In New York, state Attorney General Letitia James has been investigating nursing homes based on neglect allegations and noncompliance with infection-control protocols. She released a January report charging that the death toll reported by the administration of Cuomo, a fellow Democrat, could be off by about 50% because it was one of the only states to count just those who died on facility grounds, not those who later died in the hospital.

In August, the Justice Department sent letters to four Democratic governors — including Whitmer — seeking information on their nursing home orders. She called it “nothing more than a transparent politicization” of the department in an election year.
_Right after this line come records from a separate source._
//! GeoPackage 1.3 encoding through SQLite.

use std::path::Path;

use bldg_common::{AttributeValue, FeatureCollection, FieldType};
use chrono::Utc;
use geo::{BoundingRect, Geometry, MultiPolygon};
use geozero::{CoordDimensions, ToWkb};
use sqlx::sqlite::{SqliteArguments, SqliteConnectOptions, SqliteJournalMode};
use sqlx::{Connection, Sqlite, SqliteConnection};
use tracing::debug;

use crate::error::Result;
use crate::EXPORT_SRS_ID;

/// Layer (table) name of the exported features.
pub const LAYER_NAME: &str = "bldg";

const GEOMETRY_COLUMN: &str = "geom";

/// "GPKG"
const APPLICATION_ID: i64 = 0x4750_4B47;
const USER_VERSION: i64 = 10300;

const SCHEMA_SQL: &str = r#"
CREATE TABLE gpkg_spatial_ref_sys (
    srs_name TEXT NOT NULL,
    srs_id INTEGER NOT NULL PRIMARY KEY,
    organization TEXT NOT NULL,
    organization_coordsys_id INTEGER NOT NULL,
    definition TEXT NOT NULL,
    description TEXT
);

CREATE TABLE gpkg_contents (
    table_name TEXT NOT NULL PRIMARY KEY,
    data_type TEXT NOT NULL,
    identifier TEXT UNIQUE,
    description TEXT DEFAULT '',
    last_change DATETIME NOT NULL,
    min_x DOUBLE,
    min_y DOUBLE,
    max_x DOUBLE,
    max_y DOUBLE,
    srs_id INTEGER,
    CONSTRAINT fk_gc_r_srs_id FOREIGN KEY (srs_id) REFERENCES gpkg_spatial_ref_sys(srs_id)
);

CREATE TABLE gpkg_geometry_columns (
    table_name TEXT NOT NULL,
    column_name TEXT NOT NULL,
    geometry_type_name TEXT NOT NULL,
    srs_id INTEGER NOT NULL,
    z TINYINT NOT NULL,
    m TINYINT NOT NULL,
    CONSTRAINT pk_geom_cols PRIMARY KEY (table_name, column_name),
    CONSTRAINT fk_gc_tn FOREIGN KEY (table_name) REFERENCES gpkg_contents(table_name),
    CONSTRAINT fk_gc_srs FOREIGN KEY (srs_id) REFERENCES gpkg_spatial_ref_sys(srs_id)
)
"#;

const WGS84_WKT: &str = r#"GEOGCS["WGS 84",DATUM["WGS_1984",SPHEROID["WGS 84",6378137,298.257223563,AUTHORITY["EPSG","7030"]],AUTHORITY["EPSG","6326"]],PRIMEM["Greenwich",0,AUTHORITY["EPSG","8901"]],UNIT["degree",0.0174532925199433,AUTHORITY["EPSG","9122"]],AUTHORITY["EPSG","4326"]]"#;

const JGD2011_WKT: &str = r#"GEOGCS["JGD2011",DATUM["Japanese_Geodetic_Datum_2011",SPHEROID["GRS 1980",6378137,298.257222101,AUTHORITY["EPSG","7019"]],AUTHORITY["EPSG","1128"]],PRIMEM["Greenwich",0,AUTHORITY["EPSG","8901"]],UNIT["degree",0.0174532925199433,AUTHORITY["EPSG","9122"]],AUTHORITY["EPSG","6668"]]"#;

/// (srs_name, srs_id, organization, organization_coordsys_id, definition)
const SPATIAL_REF_SYS: [(&str, i64, &str, i64, &str); 4] = [
    ("Undefined cartesian SRS", -1, "NONE", -1, "undefined"),
    ("Undefined geographic SRS", 0, "NONE", 0, "undefined"),
    ("WGS 84 geodetic", 4326, "EPSG", 4326, WGS84_WKT),
    ("JGD2011", 6668, "EPSG", 6668, JGD2011_WKT),
];

fn quote_ident(name: &str) -> String {
    format!("\"{}\"", name.replace('"', "\"\""))
}

fn column_type(field_type: FieldType) -> &'static str {
    match field_type {
        FieldType::Integer => "INTEGER",
        FieldType::Real => "DOUBLE",
        FieldType::Text => "TEXT",
    }
}

/// GeoPackage binary geometry: header, `[minx, maxx, miny, maxy]`
/// envelope, then WKB. Empty geometries carry no envelope.
pub(crate) fn geometry_blob(geometry: &MultiPolygon<f64>, srs_id: i32) -> Result<Vec<u8>> {
    let envelope = geometry
        .bounding_rect()
        .map(|r| vec![r.min().x, r.max().x, r.min().y, r.max().y])
        .unwrap_or_default();
    let blob = Geometry::MultiPolygon(geometry.clone()).to_gpkg_wkb(
        CoordDimensions::xy(),
        Some(srs_id),
        envelope,
    )?;
    Ok(blob)
}

type InsertQuery<'q> = sqlx::query::Query<'q, Sqlite, SqliteArguments<'q>>;

fn bind_value<'q>(
    query: InsertQuery<'q>,
    value: Option<&AttributeValue>,
    field_type: FieldType,
) -> InsertQuery<'q> {
    match (value, field_type) {
        (None, _) => query.bind(None::<String>),
        (Some(AttributeValue::Integer(v)), FieldType::Integer) => query.bind(*v),
        (Some(v), FieldType::Real) => query.bind(v.as_f64()),
        (Some(v), _) => query.bind(v.to_string()),
    }
}

/// Write `collection` as a GeoPackage at `path`.
///
/// The file at `path` must be empty or absent. The connection is closed
/// before returning on every path, so no journal file outlives the call.
pub(crate) async fn write_geopackage(collection: &FeatureCollection, path: &Path) -> Result<()> {
    let options = SqliteConnectOptions::new()
        .filename(path)
        .create_if_missing(true)
        .journal_mode(SqliteJournalMode::Delete);
    let mut conn = SqliteConnection::connect_with(&options).await?;

    let written = populate(&mut conn, collection).await;
    conn.close().await?;
    written?;

    debug!(
        path = %path.display(),
        features = collection.len(),
        columns = collection.schema().len(),
        "Wrote GeoPackage"
    );
    Ok(())
}

async fn populate(conn: &mut SqliteConnection, collection: &FeatureCollection) -> Result<()> {
    sqlx::query(&format!("PRAGMA application_id = {APPLICATION_ID}"))
        .execute(&mut *conn)
        .await?;
    sqlx::query(&format!("PRAGMA user_version = {USER_VERSION}"))
        .execute(&mut *conn)
        .await?;

    let mut tx = conn.begin().await?;

    for statement in SCHEMA_SQL.split(';') {
        let trimmed = statement.trim();
        if !trimmed.is_empty() {
            sqlx::query(trimmed).execute(&mut *tx).await?;
        }
    }

    for (name, id, org, org_id, definition) in SPATIAL_REF_SYS {
        sqlx::query(
            "INSERT INTO gpkg_spatial_ref_sys \
             (srs_name, srs_id, organization, organization_coordsys_id, definition) \
             VALUES (?, ?, ?, ?, ?)",
        )
        .bind(name)
        .bind(id)
        .bind(org)
        .bind(org_id)
        .bind(definition)
        .execute(&mut *tx)
        .await?;
    }

    let fields = collection.schema().fields();
    let mut columns = vec![
        "fid INTEGER PRIMARY KEY AUTOINCREMENT NOT NULL".to_string(),
        format!("{GEOMETRY_COLUMN} MULTIPOLYGON"),
    ];
    columns.extend(
        fields
            .iter()
            .map(|f| format!("{} {}", quote_ident(&f.name), column_type(f.field_type))),
    );
    sqlx::query(&format!(
        "CREATE TABLE {} ({})",
        quote_ident(LAYER_NAME),
        columns.join(", ")
    ))
    .execute(&mut *tx)
    .await?;

    let bounds = collection.bounds();
    sqlx::query(
        "INSERT INTO gpkg_contents \
         (table_name, data_type, identifier, description, last_change, min_x, min_y, max_x, max_y, srs_id) \
         VALUES (?, 'features', ?, '', ?, ?, ?, ?, ?, ?)",
    )
    .bind(LAYER_NAME)
    .bind(LAYER_NAME)
    .bind(Utc::now().format("%Y-%m-%dT%H:%M:%S%.3fZ").to_string())
    .bind(bounds.map(|r| r.min().x))
    .bind(bounds.map(|r| r.min().y))
    .bind(bounds.map(|r| r.max().x))
    .bind(bounds.map(|r| r.max().y))
    .bind(EXPORT_SRS_ID)
    .execute(&mut *tx)
    .await?;

    sqlx::query(
        "INSERT INTO gpkg_geometry_columns \
         (table_name, column_name, geometry_type_name, srs_id, z, m) \
         VALUES (?, ?, 'MULTIPOLYGON', ?, 0, 0)",
    )
    .bind(LAYER_NAME)
    .bind(GEOMETRY_COLUMN)
    .bind(EXPORT_SRS_ID)
    .execute(&mut *tx)
    .await?;

    let mut column_names = vec![GEOMETRY_COLUMN.to_string()];
    column_names.extend(fields.iter().map(|f| quote_ident(&f.name)));
    let placeholders = vec!["?"; column_names.len()].join(", ");
    let insert = format!(
        "INSERT INTO {} ({}) VALUES ({})",
        quote_ident(LAYER_NAME),
        column_names.join(", "),
        placeholders
    );

    for feature in collection.iter() {
        let blob = geometry_blob(&feature.geometry, EXPORT_SRS_ID)?;
        let mut query = sqlx::query(&insert).bind(blob);
        for field in fields {
            query = bind_value(query, feature.attribute(&field.name), field.field_type);
        }
        query.execute(&mut *tx).await?;
    }

    tx.commit().await?;
    Ok(())
}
The Justice Department has declined to comment further.

Under a policy change and subsequent bipartisan law enacted in the fall, 18 “care and recovery centers” within nursing homes have been designated for people with COVID-19. Some former hub homes no longer met criteria due to lower staffing ratings or abuse or neglect citations.

Hundreds of other nursing homes can still retain or admit infected residents because they have a designated area for them, typically in the same building.